## EXERCISE
Lines from the beginning of the data below through the one containing "it is written." are to be printed exactly as they appear.

## Dataset records

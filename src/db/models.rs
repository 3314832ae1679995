//! Database models and domain types.
//!
//! `*Row` types mirror table layouts (achievements as stored text). The
//! domain types carry achievements as ordered lists and are what the rest of
//! the crate sees.

use chrono::NaiveDateTime;
use derive_getters::Getters;
use derive_new::new;
use diesel::prelude::*;
use serde::{Deserialize, Serialize};
use tracing::instrument;

use crate::db::{StoreError, achievements, schema};

/// Registered player with accumulated statistics.
#[derive(Debug, Clone, PartialEq, Eq, Serialize, Deserialize, Getters)]
pub struct Player {
    username: String,
    display_name: String,
    created_at: NaiveDateTime,
    total_score: i64,
    sessions_played: i64,
    achievements: Vec<String>,
}

/// Stored form of a [`Player`].
#[derive(Debug, Clone, Queryable, Selectable)]
#[diesel(table_name = schema::players)]
pub(crate) struct PlayerRow {
    pub(crate) username: String,
    pub(crate) display_name: String,
    pub(crate) created_at: NaiveDateTime,
    pub(crate) total_score: i64,
    pub(crate) sessions_played: i64,
    pub(crate) achievements: String,
}

impl TryFrom<PlayerRow> for Player {
    type Error = StoreError;

    #[instrument(skip(row), fields(username = %row.username))]
    fn try_from(row: PlayerRow) -> Result<Self, Self::Error> {
        Ok(Self {
            achievements: achievements::decode(&row.achievements)?,
            username: row.username,
            display_name: row.display_name,
            created_at: row.created_at,
            total_score: row.total_score,
            sessions_played: row.sessions_played,
        })
    }
}

/// Insertable player. Counters and achievements take the column defaults.
#[derive(Debug, Clone, Insertable, new)]
#[diesel(table_name = schema::players)]
pub(crate) struct NewPlayerRow<'a> {
    username: &'a str,
    display_name: &'a str,
    created_at: NaiveDateTime,
}

/// One completed play-through. Never mutated after it is written.
#[derive(Debug, Clone, PartialEq, Eq, Serialize, Deserialize, Getters)]
pub struct GameSession {
    id: i64,
    username: String,
    level_id: String,
    score: i64,
    completed_at: NaiveDateTime,
    collectibles: i64,
    time_taken: i64,
    achievements: Vec<String>,
}

/// Stored form of a [`GameSession`].
#[derive(Debug, Clone, Queryable, Selectable)]
#[diesel(table_name = schema::game_sessions)]
pub(crate) struct GameSessionRow {
    id: i64,
    username: String,
    level_id: String,
    score: i64,
    completed_at: NaiveDateTime,
    collectibles: i64,
    time_taken: i64,
    achievements: String,
}

impl TryFrom<GameSessionRow> for GameSession {
    type Error = StoreError;

    #[instrument(skip(row), fields(session_id = row.id))]
    fn try_from(row: GameSessionRow) -> Result<Self, Self::Error> {
        Ok(Self {
            achievements: achievements::decode(&row.achievements)?,
            id: row.id,
            username: row.username,
            level_id: row.level_id,
            score: row.score,
            completed_at: row.completed_at,
            collectibles: row.collectibles,
            time_taken: row.time_taken,
        })
    }
}

pub use new_session::NewGameSession;

// `Setters` emits the `with_*` methods without docs.
#[allow(missing_docs)]
mod new_session {
    use chrono::NaiveDateTime;
    use derive_getters::Getters;
    use derive_new::new;
    use derive_setters::Setters;

    /// A session to record. `collectibles`, `time_taken` and `achievements`
    /// default to zero/empty and can be set with the `with_*` methods.
    #[derive(Debug, Clone, PartialEq, Eq, new, Getters, Setters)]
    #[setters(prefix = "with_")]
    pub struct NewGameSession {
        #[setters(skip)]
        username: String,
        #[setters(skip)]
        level_id: String,
        #[setters(skip)]
        score: i64,
        #[setters(skip)]
        completed_at: NaiveDateTime,
        /// Items picked up during the run.
        #[new(default)]
        collectibles: i64,
        /// Run length in seconds.
        #[new(default)]
        time_taken: i64,
        /// Achievements earned during the run, in order.
        #[new(default)]
        achievements: Vec<String>,
    }
}

/// Insertable session row with achievements already encoded.
#[derive(Debug, Clone, Insertable)]
#[diesel(table_name = schema::game_sessions)]
pub(crate) struct NewGameSessionRow<'a> {
    username: &'a str,
    level_id: &'a str,
    score: i64,
    completed_at: NaiveDateTime,
    collectibles: i64,
    time_taken: i64,
    achievements: String,
}

impl<'a> NewGameSessionRow<'a> {
    /// Encodes a [`NewGameSession`] for insertion.
    #[instrument(skip(session), fields(username = %session.username()))]
    pub(crate) fn encode(session: &'a NewGameSession) -> Result<Self, StoreError> {
        Ok(Self {
            username: session.username(),
            level_id: session.level_id(),
            score: *session.score(),
            completed_at: *session.completed_at(),
            collectibles: *session.collectibles(),
            time_taken: *session.time_taken(),
            achievements: achievements::encode(session.achievements())?,
        })
    }
}

/// Best score a player has reached on one level.
#[derive(
    Debug,
    Clone,
    PartialEq,
    Eq,
    Queryable,
    Selectable,
    Insertable,
    Serialize,
    Deserialize,
    Getters,
    new,
)]
#[diesel(table_name = schema::high_scores)]
pub struct HighScore {
    username: String,
    level_id: String,
    score: i64,
    achieved_at: NaiveDateTime,
}

/// Result of submitting a score to the high-score tracker.
#[derive(Debug, Clone, PartialEq, Eq, Serialize, Getters, new)]
pub struct HighScoreUpdate {
    /// Row as stored after the submission.
    high_score: HighScore,
    /// Whether the submission inserted or replaced the row.
    improved: bool,
}

/// Result of recording a completed run: the session and its high-score effect.
#[derive(Debug, Clone, PartialEq, Eq, Serialize, Getters, new)]
pub struct RunOutcome {
    session: GameSession,
    high_score: HighScoreUpdate,
}
//! Request field checks applied before anything reaches the store.

use crate::api::ApiError;

/// Longest accepted username or level id, in characters.
pub const MAX_ID_LEN: usize = 64;

/// Longest accepted display name or achievement id, in characters.
pub const MAX_TEXT_LEN: usize = 128;

/// Largest leaderboard page.
pub const MAX_LEADERBOARD_LIMIT: i64 = 100;

/// Leaderboard page size when none is given.
pub const DEFAULT_LEADERBOARD_LIMIT: i64 = 10;

fn identifier(field: &str, value: &str, max: usize) -> Result<(), ApiError> {
    if value.trim().is_empty() {
        return Err(ApiError::validation(format!("{field} must not be empty")));
    }
    if value.chars().count() > max {
        return Err(ApiError::validation(format!(
            "{field} must be at most {max} characters"
        )));
    }
    if value.chars().any(char::is_control) {
        return Err(ApiError::validation(format!(
            "{field} must not contain control characters"
        )));
    }
    Ok(())
}

/// Checks a username.
pub fn username(value: &str) -> Result<(), ApiError> {
    identifier("username", value, MAX_ID_LEN)
}

/// Checks a level id.
pub fn level_id(value: &str) -> Result<(), ApiError> {
    identifier("level_id", value, MAX_ID_LEN)
}

/// Checks a display name.
pub fn display_name(value: &str) -> Result<(), ApiError> {
    identifier("display_name", value, MAX_TEXT_LEN)
}

/// Checks every achievement id in a list.
pub fn achievements<S: AsRef<str>>(values: &[S]) -> Result<(), ApiError> {
    values
        .iter()
        .try_for_each(|a| identifier("achievement", a.as_ref(), MAX_TEXT_LEN))
}

/// Checks that a counter is not negative.
pub fn non_negative(field: &str, value: i64) -> Result<(), ApiError> {
    if value < 0 {
        return Err(ApiError::validation(format!("{field} must not be negative")));
    }
    Ok(())
}

/// Resolves a requested leaderboard size.
pub fn leaderboard_limit(requested: Option<i64>) -> Result<i64, ApiError> {
    match requested {
        None => Ok(DEFAULT_LEADERBOARD_LIMIT),
        Some(n) if (1..=MAX_LEADERBOARD_LIMIT).contains(&n) => Ok(n),
        Some(n) => Err(ApiError::validation(format!(
            "limit must be between 1 and {MAX_LEADERBOARD_LIMIT}, got {n}"
        ))),
    }
}

#[cfg(test)]
mod tests {
    use super::*;

    #[test]
    fn accepts_ordinary_names() {
        assert!(username("alice").is_ok());
        assert!(username("Ünïcødé player").is_ok());
        assert!(level_id("World_1-3").is_ok());
    }

    #[test]
    fn rejects_blank_long_and_control() {
        assert!(username("").is_err());
        assert!(username("   ").is_err());
        assert!(username(&"x".repeat(MAX_ID_LEN + 1)).is_err());
        assert!(username(&"x".repeat(MAX_ID_LEN)).is_ok());
        assert!(level_id("lvl\n1").is_err());
    }

    #[test]
    fn achievement_lists_are_checked_per_item() {
        assert!(achievements::<&str>(&[]).is_ok());
        assert!(achievements(&["first_blood", "speedrun"]).is_ok());
        assert!(achievements(&["ok", ""]).is_err());
    }

    #[test]
    fn negative_counters_rejected() {
        assert!(non_negative("score", 0).is_ok());
        assert!(non_negative("score", -1).is_err());
    }

    #[test]
    fn leaderboard_limit_bounds() {
        assert_eq!(leaderboard_limit(None).unwrap(), DEFAULT_LEADERBOARD_LIMIT);
        assert_eq!(leaderboard_limit(Some(1)).unwrap(), 1);
        assert_eq!(leaderboard_limit(Some(100)).unwrap(), 100);
        assert!(leaderboard_limit(Some(0)).is_err());
        assert!(leaderboard_limit(Some(101)).is_err());
    }
}
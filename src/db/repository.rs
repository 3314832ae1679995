//! SQLite-backed store for players, game sessions and high scores.

use chrono::NaiveDateTime;
use diesel::connection::SimpleConnection;
use diesel::prelude::*;
use diesel_migrations::{EmbeddedMigrations, MigrationHarness, embed_migrations};
use tracing::{debug, info, instrument, warn};

use crate::db::models::{GameSessionRow, NewGameSessionRow, NewPlayerRow, PlayerRow};
use crate::db::schema::{game_sessions, high_scores, players};
use crate::db::{
    GameSession, HighScore, HighScoreUpdate, NewGameSession, Player, RunOutcome, StoreError,
    achievements,
};

/// Schema migrations compiled into the binary.
pub const MIGRATIONS: EmbeddedMigrations = embed_migrations!("migrations");

/// Default wait for a locked database before a write gives up.
pub const DEFAULT_BUSY_TIMEOUT_MS: u64 = 5_000;

/// Store for players, game sessions and per-level high scores.
///
/// Every operation opens its own connection and drops it before returning.
/// Writes run in `BEGIN IMMEDIATE` transactions, so concurrent writers on
/// the same database file queue on SQLite's write lock (bounded by the busy
/// timeout) instead of interleaving.
#[derive(Debug, Clone)]
pub struct ScoreStore {
    db_path: String,
    busy_timeout_ms: u64,
}
//! Scorekeep - score tracking backend for games
//!
//! Records players, completed game sessions and per-level high scores in
//! SQLite, and serves them over a small JSON HTTP API.
//!
//! # Architecture
//!
//! - **Store**: [`ScoreStore`], diesel over SQLite, one connection per call
//! - **Service**: [`ScoreService`], get-or-create and run recording on top
//! - **Legacy board**: [`ScoreBoard`], in-memory last-write-wins scores
//! - **API**: [`api::router`], axum routes for either backend
//!
//! # Example
//!
//! ```no_run
//! use scorekeep::{NewGameSession, ScoreService, ScoreStore};
//!
//! # fn example() -> Result<(), scorekeep::StoreError> {
//! let store = ScoreStore::new("scores.db".to_string())?;
//! store.run_migrations()?;
//!
//! let service = ScoreService::new(store);
//! let now = scorekeep::now();
//! service.register_player("alice", Some("Alice"), now)?;
//! let outcome = service.record_run(&NewGameSession::new(
//!     "alice".to_string(),
//!     "lvl1".to_string(),
//!     50,
//!     now,
//! ))?;
//! assert!(*outcome.high_score().improved());
//! # Ok(())
//! # }
//! ```

#![warn(missing_docs)]
#![forbid(unsafe_code)]

pub mod api;
mod config;
mod db;
mod legacy;
mod score_service;

// Crate-level exports - Configuration
pub use config::{ConfigError, ServerConfig, ServerMode};

// Crate-level exports - Persistence
pub use db::{
    DEFAULT_BUSY_TIMEOUT_MS, GameSession, HighScore, HighScoreUpdate, MIGRATIONS,
    NewGameSession, Player, RunOutcome, ScoreStore, StoreError, StoreErrorKind,
};

// Crate-level exports - In-memory board
pub use legacy::ScoreBoard;

// Crate-level exports - Service layer
pub use score_service::{DEFAULT_LEVEL, ScoreService, now};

## TASK RESULT
filename src/db/models.rs
repository 3314832ae1679995
//! Database models and domain types.
//!
//! `*Row` types mirror table layouts (achievements as stored text). The
//! domain types carry achievements as ordered lists and are what the rest of
//! the crate sees.

use chrono::NaiveDateTime;
use derive_getters::Getters;
use derive_new::new;
use diesel::prelude::*;
use serde::{Deserialize, Serialize};
use tracing::instrument;

use crate::db::{StoreError, achievements, schema};

/// Registered player with accumulated statistics.
#[derive(Debug, Clone, PartialEq, Eq, Serialize, Deserialize, Getters)]
pub struct Player {
    username: String,
    display_name: String,
    created_at: NaiveDateTime,
    total_score: i64,
    sessions_played: i64,
    achievements: Vec<String>,
}

/// Stored form of a [`Player`].
#[derive(Debug, Clone, Queryable, Selectable)]
#[diesel(table_name = schema::players)]
pub(crate) struct PlayerRow {
    pub(crate) username: String,
    pub(crate) display_name: String,
    pub(crate) created_at: NaiveDateTime,
    pub(crate) total_score: i64,
    pub(crate) sessions_played: i64,
    pub(crate) achievements: String,
}

impl TryFrom<PlayerRow> for Player {
    type Error = StoreError;

    #[instrument(skip(row), fields(username = %row.username))]
    fn try_from(row: PlayerRow) -> Result<Self, Self::Error> {
        Ok(Self {
            achievements: achievements::decode(&row.achievements)?,
            username: row.username,
            display_name: row.display_name,
            created_at: row.created_at,
            total_score: row.total_score,
            sessions_played: row.sessions_played,
        })
    }
}

/// Insertable player. Counters and achievements take the column defaults.
#[derive(Debug, Clone, Insertable, new)]
#[diesel(table_name = schema::players)]
pub(crate) struct NewPlayerRow<'a> {
    username: &'a str,
    display_name: &'a str,
    created_at: NaiveDateTime,
}

/// One completed play-through. Never mutated after it is written.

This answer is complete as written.